Developing research collaborations in Kyoto and Hong Kong

From March-July 2023, post-doctoral researcher, Joss Qiaosi Li visited Kyoto University in Japan, with support from UBDC, and the University of Hong Kong, on an early career mobility scheme (ECMS), to develop research collaborations in the use of Light Detection and Ranging (LiDAR) in urban environment studies.

At Kyoto University, Joss met Professor Jan-Dirk Schmoecker (Transportation) and Professor Junichi Susaki’s (Geoinformatic Lab) teams and delivered a talk about UBDC’s LiDAR 3D city model and introduced the Centre’s data. She also learned more about their previous LiDAR research and the current research with DSM extraction by photogrammetry. Prof. Jan-Dirk Schmoecker is also conducting research using social media location data to understand the urban activity distribution.

At the University of Hong Kong, Joss discussed her work with Professor Timothy C. Bonebrake, whose research interests include tropical climate change impacts and urban biodiversity and Assistant Professor Hongsheng Zhang whose research focuses on incorporating multiple remote sensing technologies to understand the urbanization process and its environmental and ecological impacts.
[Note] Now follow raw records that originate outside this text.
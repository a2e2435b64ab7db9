//! # MargaNav: Flood-Fill Maze Navigation Controller
//!
//! A maze-mapping and pathfinding engine for a micromouse-style robot that
//! discovers an unknown maze with three directional wall sensors, builds an
//! internal map, and reaches the center goal room, then repeats the
//! traversal more efficiently on a second run.
//!
//! ## Architecture
//!
//! The crate is organized into dependency-ordered layers:
//!
//! ```text
//! ┌─────────────────────────────────────────────────────┐
//! │                   harness/                          │  ← Simulation & episodes
//! └─────────────────────────────────────────────────────┘
//!                          │
//! ┌─────────────────────────────────────────────────────┐
//! │                   explore/                          │  ← Phase state machine
//! └─────────────────────────────────────────────────────┘
//!                          │
//! ┌─────────────────────────────────────────────────────┐
//! │                  planning/                          │  ← Flood fill, routes, moves
//! └─────────────────────────────────────────────────────┘
//!                          │
//! ┌─────────────────────────────────────────────────────┐
//! │                     map/                            │  ← Wall & coverage bitmasks
//! └─────────────────────────────────────────────────────┘
//!                          │
//! ┌─────────────────────────────────────────────────────┐
//! │                     core/                           │  ← Cells, headings, sensors
//! └─────────────────────────────────────────────────────┘
//! ```
//!
//! ## Turn loop
//!
//! The controller is fully synchronous: one sensor reading in, one command
//! out, no state shared outside the controller instance.
//!
//! ```text
//! sensor reading -> wall map -> coverage map -> flood fill -> routes
//!                -> move planning -> (rotation, movement) command
//! ```
//!
//! ## Quick Start
//!
//! ```rust
//! use marga_nav::{ExplorationController, MazeConfig, SensorReading};
//!
//! let config = MazeConfig { dim: 12, seed: Some(1) };
//! let mut controller = ExplorationController::new(&config).unwrap();
//!
//! // Feed readings from the robot (or a simulator) turn by turn.
//! let command = controller.next_move(SensorReading::new(0, 11, 11)).unwrap();
//! println!("{command:?}");
//! ```
//!
//! ## Coordinate conventions
//!
//! Cells are `(x, y)` with the start corner `(0, 0)` at the south-west and
//! north as positive y. Wall masks put north/east/south/west at bits
//! 1/2/4/8 (1 = open). Command rotations are clockwise-positive, the
//! opposite of the planner's internal counter-clockwise convention; the
//! sign flips exactly once, at the command boundary.

// Layer 1: foundation types (no internal deps)
pub mod core;

// Layer 2: maze maps (depends on core)
pub mod map;

// Layer 3: per-turn planning (depends on core, map)
pub mod planning;

// Layer 4: exploration state machine (depends on all lower layers)
pub mod explore;

// Ambient: configuration, errors, maze files
mod config;
mod error;
pub mod io;

// Test & demo support: ground-truth simulation
pub mod harness;

pub use config::MazeConfig;
pub use error::{MargaError, Result};

// Re-export the main types at the crate root
pub use crate::core::{Cell, Heading, SensorReading, Vector};
pub use explore::{ExplorationController, Phase};
pub use map::{CoverageMap, WallMap};
pub use planning::{center_cells, flood, Command, Flood, FloodField, Route, Rotation};
//! Cell coordinates and integer displacement vectors.

use serde::{Deserialize, Serialize};
use std::fmt;
use std::ops::{Mul, Neg, Sub};

/// Maze cell coordinate (x = column, y = row), origin at the south-west
/// corner of the maze.
#[derive(Clone, Copy, Debug, PartialEq, Eq, Hash, Default, Serialize, Deserialize)]
pub struct Cell {
    pub x: i32,
    pub y: i32,
}

impl Cell {
    /// Create a new cell coordinate
    #[inline]
    pub fn new(x: i32, y: i32) -> Self {
        Self { x, y }
    }

    /// Manhattan distance to another cell
    #[inline]
    pub fn manhattan_distance(&self, other: &Cell) -> i32 {
        (self.x - other.x).abs() + (self.y - other.y).abs()
    }

    /// The cell reached by applying a displacement
    #[inline]
    pub fn offset(&self, v: Vector) -> Cell {
        Cell::new(self.x + v.x, self.y + v.y)
    }
}

impl Sub for Cell {
    type Output = Vector;

    /// Displacement from `other` to `self`
    #[inline]
    fn sub(self, other: Self) -> Vector {
        Vector::new(self.x - other.x, self.y - other.y)
    }
}

impl fmt::Display for Cell {
    fn fmt(&self, f: &mut fmt::Formatter<'_>) -> fmt::Result {
        write!(f, "({}, {})", self.x, self.y)
    }
}

/// Integer displacement vector between cells.
///
/// Headings map to the four canonical unit vectors; rotation is exact
/// (quarter turns only), so vectors never need floating-point comparison.
#[derive(Clone, Copy, Debug, PartialEq, Eq, Hash, Default, Serialize, Deserialize)]
pub struct Vector {
    pub x: i32,
    pub y: i32,
}

impl Vector {
    #[inline]
    pub fn new(x: i32, y: i32) -> Self {
        Self { x, y }
    }

    /// Is this one of the four canonical unit vectors?
    #[inline]
    pub fn is_unit(&self) -> bool {
        self.x.abs() + self.y.abs() == 1
    }

    /// Rotate counter-clockwise by an exact multiple of 90 degrees.
    ///
    /// The maze geometry is axis-aligned, so any other angle is an internal
    /// error. Robot commands use the opposite (clockwise-positive) sign
    /// convention; callers translating a command negate the angle at this
    /// boundary.
    pub fn rotated_ccw(self, degrees: i32) -> crate::Result<Vector> {
        if degrees % 90 != 0 {
            return Err(crate::MargaError::InvariantViolation(format!(
                "rotation of {degrees} degrees is not a quarter-turn multiple"
            )));
        }
        let rotated = match degrees.div_euclid(90).rem_euclid(4) {
            0 => self,
            1 => Vector::new(-self.y, self.x),
            2 => Vector::new(-self.x, -self.y),
            _ => Vector::new(self.y, -self.x),
        };
        Ok(rotated)
    }
}

impl Neg for Vector {
    type Output = Self;

    #[inline]
    fn neg(self) -> Self {
        Vector::new(-self.x, -self.y)
    }
}

impl Mul<i32> for Vector {
    type Output = Self;

    #[inline]
    fn mul(self, scalar: i32) -> Self {
        Vector::new(self.x * scalar, self.y * scalar)
    }
}

#[cfg(test)]
mod tests {
    use super::*;

    #[test]
    fn test_manhattan_distance() {
        let a = Cell::new(1, 2);
        let b = Cell::new(4, 0);
        assert_eq!(a.manhattan_distance(&b), 5);
        assert_eq!(b.manhattan_distance(&a), 5);
    }

    #[test]
    fn test_offset_and_sub_are_inverse() {
        let a = Cell::new(3, 7);
        let v = Vector::new(-2, 1);
        assert_eq!(a.offset(v) - a, v);
    }

    #[test]
    fn test_rotated_ccw_quarter_turns() {
        let east = Vector::new(1, 0);
        assert_eq!(east.rotated_ccw(90).unwrap(), Vector::new(0, 1));
        assert_eq!(east.rotated_ccw(180).unwrap(), Vector::new(-1, 0));
        assert_eq!(east.rotated_ccw(270).unwrap(), Vector::new(0, -1));
        assert_eq!(east.rotated_ccw(360).unwrap(), east);
        assert_eq!(east.rotated_ccw(-90).unwrap(), Vector::new(0, -1));
    }

    #[test]
    fn test_rotated_rejects_non_quarter_turns() {
        assert!(Vector::new(1, 0).rotated_ccw(45).is_err());
        assert!(Vector::new(1, 0).rotated_ccw(91).is_err());
    }
}
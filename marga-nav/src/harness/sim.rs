//! Ground-truth maze simulator.

use log::warn;

use crate::core::{Cell, Heading, SensorReading};
use crate::io::MazeSpec;
use crate::planning::{Command, MAX_MOVE};
use crate::Result;

/// Simulated robot in a known maze.
///
/// Follows the usual competition rules: sensors report the exact open-run
/// length on the robot's left, front, and right; commands rotate first and
/// then move, with movement truncated to the actuation limit and stopped by
/// walls.
pub struct MazeSim {
    maze: MazeSpec,
    position: Cell,
    heading: Heading,
}

impl MazeSim {
    /// Place the robot at the start corner facing north.
    pub fn new(maze: MazeSpec) -> Self {
        Self {
            maze,
            position: Cell::new(0, 0),
            heading: Heading::North,
        }
    }

    pub fn maze(&self) -> &MazeSpec {
        &self.maze
    }

    pub fn position(&self) -> Cell {
        self.position
    }

    pub fn heading(&self) -> Heading {
        self.heading
    }

    /// The three directional sensor readings at the current pose.
    pub fn reading(&self) -> SensorReading {
        SensorReading::new(
            self.maze.open_run(self.position, self.heading.left()),
            self.maze.open_run(self.position, self.heading),
            self.maze.open_run(self.position, self.heading.right()),
        )
    }

    /// Execute one command against the ground truth.
    pub fn apply(&mut self, command: Command) -> Result<()> {
        match command {
            Command::Reset => {
                self.position = Cell::new(0, 0);
                self.heading = Heading::North;
            }
            Command::Move { rotation, movement } => {
                let vector = self.heading.vector().rotated_ccw(-rotation.degrees())?;
                self.heading = Heading::from_vector(vector)?;

                let movement = movement.clamp(-MAX_MOVE, MAX_MOVE);
                let direction = if movement >= 0 {
                    self.heading
                } else {
                    self.heading.reverse()
                };
                for _ in 0..movement.abs() {
                    if !self.maze.is_open(self.position, direction) {
                        warn!(
                            "move blocked by wall at {} toward {:?}",
                            self.position, direction
                        );
                        break;
                    }
                    self.position = self.position.offset(direction.vector());
                }
            }
        }
        Ok(())
    }
}
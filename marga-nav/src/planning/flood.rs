//! Flood-fill distance engine.
//!
//! Computes, from a source cell, the minimum number of open-edge hops to
//! every cell discovered before the first goal cell is reached. The wave
//! stops the moment any goal is assigned, so the field outside the explored
//! region stays unknown; that partial result is intentional, not an error.

use std::collections::VecDeque;

use crate::core::Cell;
use crate::map::WallMap;
use crate::{MargaError, Result};

/// Per-cell hop distances from a flood source. `None` means the wave never
/// reached the cell before terminating.
#[derive(Clone, Debug)]
pub struct FloodField {
    dim: usize,
    cells: Vec<Option<u16>>,
}

impl FloodField {
    fn new(dim: usize) -> Self {
        Self {
            dim,
            cells: vec![None; dim * dim],
        }
    }

    #[inline]
    pub fn dim(&self) -> usize {
        self.dim
    }

    #[inline]
    pub fn distance(&self, cell: Cell) -> Option<u16> {
        if cell.x < 0 || cell.y < 0 || cell.x as usize >= self.dim || cell.y as usize >= self.dim {
            return None;
        }
        self.cells[cell.y as usize * self.dim + cell.x as usize]
    }

    #[inline]
    fn set(&mut self, cell: Cell, distance: u16) {
        self.cells[cell.y as usize * self.dim + cell.x as usize] = Some(distance);
    }
}

/// A completed flood: the partial distance field plus the goal cell the
/// wave reached first.
#[derive(Clone, Debug)]
pub struct Flood {
    pub field: FloodField,
    pub goal: Cell,
    pub distance: u16,
}

/// The four cells of the center goal room for a maze of dimension `dim`.
pub fn center_cells(dim: usize) -> [Cell; 4] {
    let cc = (dim / 2) as i32;
    [
        Cell::new(cc - 1, cc - 1),
        Cell::new(cc - 1, cc),
        Cell::new(cc, cc - 1),
        Cell::new(cc, cc),
    ]
}

/// Breadth-first flood over open edges from `source`, terminating as soon as
/// any cell in `goals` is assigned a distance.
///
/// Exhausting the maze without reaching a goal means the goal set is
/// unreachable under the currently known walls, an internal-consistency
/// failure, since a physically valid maze guarantees connectivity and the
/// map is optimistic about unknown edges.
pub fn flood(walls: &WallMap, source: Cell, goals: &[Cell]) -> Result<Flood> {
    if !walls.contains(source) {
        return Err(MargaError::InvariantViolation(format!(
            "flood source {source} outside the maze"
        )));
    }

    let mut field = FloodField::new(walls.dim());
    field.set(source, 0);
    if goals.contains(&source) {
        return Ok(Flood {
            field,
            goal: source,
            distance: 0,
        });
    }

    let mut queue = VecDeque::new();
    queue.push_back((source, 0u16));
    while let Some((cell, distance)) = queue.pop_front() {
        for neighbor in walls.neighbors(cell).into_iter().flatten() {
            if field.distance(neighbor).is_some() {
                continue;
            }
            field.set(neighbor, distance + 1);
            if goals.contains(&neighbor) {
                return Ok(Flood {
                    field,
                    goal: neighbor,
                    distance: distance + 1,
                });
            }
            queue.push_back((neighbor, distance + 1));
        }
    }

    Err(MargaError::GoalUnreachable { from: source })
}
She said: “I gave a talk to Assistant Professor Zhang’s team to present our latest work on applying LiDAR data to construct a Glasgow 3D model. We discussed potential collaboration on mutual research interests and would like to develop a long-term research partnership on urban green research with remote sensing technology. The ongoing collaboration will apply airborne LiDAR data to construct 3D tree models and estimate the green volume.

“I also discussed combing remote sensing in native ecology study in Hong Kong with Professor Bonebrake’s team. I shared the method and code to generate vegetated parameters from LiDAR data. Our LiDAR and night-time light data are being used in the ongoing project of investigation of pangolin distribution and activities in Hong Kong.”

Joss has multiple ongoing collaborative projects with the University of Hong Kong including ‘Urban green 3D model construction and volume estimation from airborne LiDAR data’ working with Assistant Professor Zhang. “I will lead this project” said Joss “with data collection, methodology design, and analysis. The work is still in progress, we will draft a manuscript as an original research paper and submit it to the peer review journal.”

Joss (fifth right in photo) conducted fieldwork in two parks of Hong Kong, Jordan Valley Park, and Lai Chi Kok Park. Tree parameters - including location, tree height, diameter at breast height, branch height, and leaf area index - were collected. These data can be used to validate results in volume estimation and 3D model construction. The fieldwork experience established best practices for tree parameters collection and more data can be collected as needed in both Hong Kong and Glasgow in the future.

“I am also collaborating with Professor Bonebrake’s lab. My contribution will provide the remote sensing methodology and analysed data to offer the essential source for Hong Kong's local ecology study, including the pangolin habitat study, the impact of light pollution on butterflies’ distribution, and the bat study. During the visit, I also refined our earlier collaborative paper about the impact of disturbance on mangroves.”

While based in Hong Kong, Joss was able to meet researchers from other institutes to exchange ideas and discuss potential collaboration: “Meeting Assistant Professor Bo Yang in Department of Computing, The Hong Kong Polytechnic University, we discussed the research gaps of point cloud analysis between the fields of computer vision and remote sensing. I obtained valuable suggestions for making LiDAR point cloud datasets and LiDAR data processing for tree segmentation and 3D building construction task.  

“I managed to visit the Civil Engineering and Development Department of Hong Kong Government to join the presentation of land-cover classification from UAV LiDAR data and gained more experience of UAV-data collection, data processing, and deliverable generation from their project.

“And I met with our current collaborator, Assistant Professor Fan Zhang from Hong Kong University of Science and Technology to discuss building energy-efficient research.”

Building research partnerships with two groups in HKU in ecology study and the urban remote sensing study and developing long-term research collaboration in remote sensing, urban ecology, and urban green, the study visits have been very productive. Joss concludes: “I learned a lot from this visiting experience e.g., inner-lab and joint-lab cooperation, fieldwork experience, manuscript drafting and refining, brainstorming for research, and communication skills. I was inspired to devote myself to working with remote sensing applications and developing wide cooperation with multidisciplinary labs. I hope to help facilitate further collaboration with HKU and other universities in Hong Kong in the future.”

Dr Qunshan Zhao, Senior Lecturer in Urban Analytics said:

"As the lead of the Urban Sensing research work stream in UBDC, I was more than happy to see Joss visit Japan and Hong Kong during the summer. This will bring in new future collaboration between Japan and UK in the Urban Analytics domain and strengthen the existing university-level collaboration between HKU and UoG. We would be very keen to apply future research fundings and work on joint-publication in the near future."

UBDC and Joss Qiaosi Li would to like to thank the University of Glasgow's Early Career Mobility Scheme for making this collaboration-building trip possible.